→ Assignment: Your answer should be the exact lines of the data below from the one containing "return &[];" through the one containing "assert!(paginate(&items, 3, 20).is_empty());"; please include nothing else.

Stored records

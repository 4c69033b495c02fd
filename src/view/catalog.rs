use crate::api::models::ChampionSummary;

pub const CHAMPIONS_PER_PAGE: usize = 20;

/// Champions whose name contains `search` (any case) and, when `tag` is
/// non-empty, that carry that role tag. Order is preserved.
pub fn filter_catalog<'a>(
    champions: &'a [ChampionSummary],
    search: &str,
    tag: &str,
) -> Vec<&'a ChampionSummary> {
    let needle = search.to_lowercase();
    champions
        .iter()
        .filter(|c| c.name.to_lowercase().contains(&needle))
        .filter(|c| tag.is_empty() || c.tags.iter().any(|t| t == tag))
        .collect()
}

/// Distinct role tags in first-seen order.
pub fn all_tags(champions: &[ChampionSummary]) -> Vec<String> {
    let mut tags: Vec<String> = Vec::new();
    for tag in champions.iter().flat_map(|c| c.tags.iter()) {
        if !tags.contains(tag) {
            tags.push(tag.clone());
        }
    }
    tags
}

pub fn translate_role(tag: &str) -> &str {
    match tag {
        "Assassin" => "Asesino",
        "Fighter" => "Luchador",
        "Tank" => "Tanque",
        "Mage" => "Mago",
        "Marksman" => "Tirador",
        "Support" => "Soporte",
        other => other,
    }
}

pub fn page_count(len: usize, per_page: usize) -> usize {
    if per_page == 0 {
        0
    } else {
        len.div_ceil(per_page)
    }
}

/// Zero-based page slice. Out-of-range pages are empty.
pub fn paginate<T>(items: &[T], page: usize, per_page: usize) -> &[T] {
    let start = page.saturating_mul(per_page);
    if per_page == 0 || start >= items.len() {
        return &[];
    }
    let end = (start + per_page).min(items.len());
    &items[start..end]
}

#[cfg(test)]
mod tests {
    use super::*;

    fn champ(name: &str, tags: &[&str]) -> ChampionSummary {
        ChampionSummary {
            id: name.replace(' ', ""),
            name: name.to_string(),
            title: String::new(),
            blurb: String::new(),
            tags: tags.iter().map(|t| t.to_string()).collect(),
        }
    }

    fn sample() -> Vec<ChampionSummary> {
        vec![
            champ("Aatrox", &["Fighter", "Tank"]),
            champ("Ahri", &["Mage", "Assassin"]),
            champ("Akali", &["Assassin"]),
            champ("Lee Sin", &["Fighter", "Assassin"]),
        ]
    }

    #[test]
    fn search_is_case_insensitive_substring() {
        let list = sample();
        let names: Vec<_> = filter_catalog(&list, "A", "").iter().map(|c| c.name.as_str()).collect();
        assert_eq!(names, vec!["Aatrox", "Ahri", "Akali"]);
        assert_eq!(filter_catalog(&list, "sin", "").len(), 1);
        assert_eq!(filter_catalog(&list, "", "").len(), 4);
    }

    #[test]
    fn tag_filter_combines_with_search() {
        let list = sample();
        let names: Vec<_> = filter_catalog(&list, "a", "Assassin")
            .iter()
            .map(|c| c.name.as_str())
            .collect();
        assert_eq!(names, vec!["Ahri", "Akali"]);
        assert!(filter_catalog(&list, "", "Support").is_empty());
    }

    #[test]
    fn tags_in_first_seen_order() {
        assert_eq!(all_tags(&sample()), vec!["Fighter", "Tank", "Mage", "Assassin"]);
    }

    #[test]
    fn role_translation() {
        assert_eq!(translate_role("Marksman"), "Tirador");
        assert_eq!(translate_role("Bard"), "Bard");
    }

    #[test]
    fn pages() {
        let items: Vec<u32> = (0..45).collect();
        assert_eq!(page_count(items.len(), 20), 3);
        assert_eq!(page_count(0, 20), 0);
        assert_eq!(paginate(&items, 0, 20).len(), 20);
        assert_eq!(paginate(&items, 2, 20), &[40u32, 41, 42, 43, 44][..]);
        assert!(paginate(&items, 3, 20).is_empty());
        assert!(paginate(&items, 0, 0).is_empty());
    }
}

---

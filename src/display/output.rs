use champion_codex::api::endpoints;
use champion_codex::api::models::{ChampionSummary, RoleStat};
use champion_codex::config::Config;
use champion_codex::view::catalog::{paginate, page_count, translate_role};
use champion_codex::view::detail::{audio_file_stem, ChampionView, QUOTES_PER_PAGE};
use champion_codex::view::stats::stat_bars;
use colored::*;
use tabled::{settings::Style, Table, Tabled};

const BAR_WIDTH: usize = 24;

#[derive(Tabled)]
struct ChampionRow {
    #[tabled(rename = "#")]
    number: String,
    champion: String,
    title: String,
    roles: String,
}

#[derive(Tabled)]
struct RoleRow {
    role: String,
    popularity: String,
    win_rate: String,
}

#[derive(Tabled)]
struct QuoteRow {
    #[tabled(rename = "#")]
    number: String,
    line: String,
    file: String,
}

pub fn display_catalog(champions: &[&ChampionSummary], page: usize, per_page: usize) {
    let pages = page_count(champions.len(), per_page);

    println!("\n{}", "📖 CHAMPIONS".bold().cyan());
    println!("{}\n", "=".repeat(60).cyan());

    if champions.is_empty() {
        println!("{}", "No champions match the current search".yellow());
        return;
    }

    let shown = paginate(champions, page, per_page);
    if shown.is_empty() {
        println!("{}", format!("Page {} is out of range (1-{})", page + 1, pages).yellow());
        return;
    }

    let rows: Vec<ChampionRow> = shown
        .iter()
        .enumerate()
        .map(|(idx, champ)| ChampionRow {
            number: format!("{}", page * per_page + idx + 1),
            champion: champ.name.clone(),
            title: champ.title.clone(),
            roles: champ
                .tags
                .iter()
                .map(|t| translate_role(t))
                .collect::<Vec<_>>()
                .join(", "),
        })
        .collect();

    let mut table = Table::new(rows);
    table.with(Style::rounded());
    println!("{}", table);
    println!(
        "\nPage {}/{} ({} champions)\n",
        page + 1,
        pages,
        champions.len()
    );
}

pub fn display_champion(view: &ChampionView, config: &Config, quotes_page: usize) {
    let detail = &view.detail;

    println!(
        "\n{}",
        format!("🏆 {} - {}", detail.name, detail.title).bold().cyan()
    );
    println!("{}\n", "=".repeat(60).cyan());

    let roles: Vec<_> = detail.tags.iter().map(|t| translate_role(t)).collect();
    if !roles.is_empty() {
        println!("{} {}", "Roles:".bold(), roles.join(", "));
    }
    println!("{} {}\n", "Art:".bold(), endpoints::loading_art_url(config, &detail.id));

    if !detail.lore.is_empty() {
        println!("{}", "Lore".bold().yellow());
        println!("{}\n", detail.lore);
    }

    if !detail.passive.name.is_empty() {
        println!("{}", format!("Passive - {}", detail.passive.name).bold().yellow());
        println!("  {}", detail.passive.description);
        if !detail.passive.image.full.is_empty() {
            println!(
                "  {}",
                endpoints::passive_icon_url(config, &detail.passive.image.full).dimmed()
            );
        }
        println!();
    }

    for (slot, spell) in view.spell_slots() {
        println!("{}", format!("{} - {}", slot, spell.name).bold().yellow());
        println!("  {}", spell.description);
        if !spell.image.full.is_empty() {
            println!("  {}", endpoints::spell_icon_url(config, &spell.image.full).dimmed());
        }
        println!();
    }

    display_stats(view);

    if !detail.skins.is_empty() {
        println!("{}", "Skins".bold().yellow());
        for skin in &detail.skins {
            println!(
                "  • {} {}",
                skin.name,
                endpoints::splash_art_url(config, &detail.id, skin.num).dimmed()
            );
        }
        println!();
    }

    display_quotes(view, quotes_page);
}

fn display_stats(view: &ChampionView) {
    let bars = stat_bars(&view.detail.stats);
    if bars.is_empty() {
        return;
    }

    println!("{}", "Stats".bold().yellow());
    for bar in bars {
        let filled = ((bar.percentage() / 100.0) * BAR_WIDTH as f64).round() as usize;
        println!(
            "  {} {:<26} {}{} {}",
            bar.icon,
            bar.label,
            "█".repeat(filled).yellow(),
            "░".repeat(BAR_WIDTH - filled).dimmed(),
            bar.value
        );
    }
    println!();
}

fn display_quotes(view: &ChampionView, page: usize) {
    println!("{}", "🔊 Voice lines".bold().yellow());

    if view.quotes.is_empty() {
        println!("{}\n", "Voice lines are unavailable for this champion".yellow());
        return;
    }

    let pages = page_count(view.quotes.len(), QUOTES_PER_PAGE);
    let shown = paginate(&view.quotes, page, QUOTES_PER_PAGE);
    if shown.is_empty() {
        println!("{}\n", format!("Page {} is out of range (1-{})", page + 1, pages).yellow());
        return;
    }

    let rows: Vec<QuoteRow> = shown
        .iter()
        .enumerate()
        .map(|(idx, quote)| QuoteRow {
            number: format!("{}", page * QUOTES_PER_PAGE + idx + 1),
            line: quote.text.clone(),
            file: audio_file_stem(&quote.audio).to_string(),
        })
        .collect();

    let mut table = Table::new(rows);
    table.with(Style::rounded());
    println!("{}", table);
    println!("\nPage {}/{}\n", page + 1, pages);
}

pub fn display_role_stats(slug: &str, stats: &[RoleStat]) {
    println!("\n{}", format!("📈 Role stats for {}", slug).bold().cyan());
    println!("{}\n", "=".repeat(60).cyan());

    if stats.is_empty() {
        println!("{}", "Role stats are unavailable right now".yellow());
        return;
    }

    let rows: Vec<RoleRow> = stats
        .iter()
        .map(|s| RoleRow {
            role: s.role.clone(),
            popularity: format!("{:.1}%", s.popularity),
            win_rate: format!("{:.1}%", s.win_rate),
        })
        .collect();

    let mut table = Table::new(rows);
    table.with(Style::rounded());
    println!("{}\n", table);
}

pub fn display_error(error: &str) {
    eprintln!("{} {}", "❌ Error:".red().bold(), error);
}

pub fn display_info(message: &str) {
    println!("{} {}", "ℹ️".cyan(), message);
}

→ Answer space:
        return &[];
    }
    let end = (start + per_page).min(items.len());
    &items[start..end]
}

#[cfg(test)]
mod tests {
    use super::*;

    fn champ(name: &str, tags: &[&str]) -> ChampionSummary {
        ChampionSummary {
            id: name.replace(' ', ""),
            name: name.to_string(),
            title: String::new(),
            blurb: String::new(),
            tags: tags.iter().map(|t| t.to_string()).collect(),
        }
    }

    fn sample() -> Vec<ChampionSummary> {
        vec![
            champ("Aatrox", &["Fighter", "Tank"]),
            champ("Ahri", &["Mage", "Assassin"]),
            champ("Akali", &["Assassin"]),
            champ("Lee Sin", &["Fighter", "Assassin"]),
        ]
    }

    #[test]
    fn search_is_case_insensitive_substring() {
        let list = sample();
        let names: Vec<_> = filter_catalog(&list, "A", "").iter().map(|c| c.name.as_str()).collect();
        assert_eq!(names, vec!["Aatrox", "Ahri", "Akali"]);
        assert_eq!(filter_catalog(&list, "sin", "").len(), 1);
        assert_eq!(filter_catalog(&list, "", "").len(), 4);
    }

    #[test]
    fn tag_filter_combines_with_search() {
        let list = sample();
        let names: Vec<_> = filter_catalog(&list, "a", "Assassin")
            .iter()
            .map(|c| c.name.as_str())
            .collect();
        assert_eq!(names, vec!["Ahri", "Akali"]);
        assert!(filter_catalog(&list, "", "Support").is_empty());
    }

    #[test]
    fn tags_in_first_seen_order() {
        assert_eq!(all_tags(&sample()), vec!["Fighter", "Tank", "Mage", "Assassin"]);
    }

    #[test]
    fn role_translation() {
        assert_eq!(translate_role("Marksman"), "Tirador");
        assert_eq!(translate_role("Bard"), "Bard");
    }

    #[test]
    fn pages() {
        let items: Vec<u32> = (0..45).collect();
        assert_eq!(page_count(items.len(), 20), 3);
        assert_eq!(page_count(0, 20), 0);
        assert_eq!(paginate(&items, 0, 20).len(), 20);
        assert_eq!(paginate(&items, 2, 20), &[40u32, 41, 42, 43, 44][..]);
        assert!(paginate(&items, 3, 20).is_empty());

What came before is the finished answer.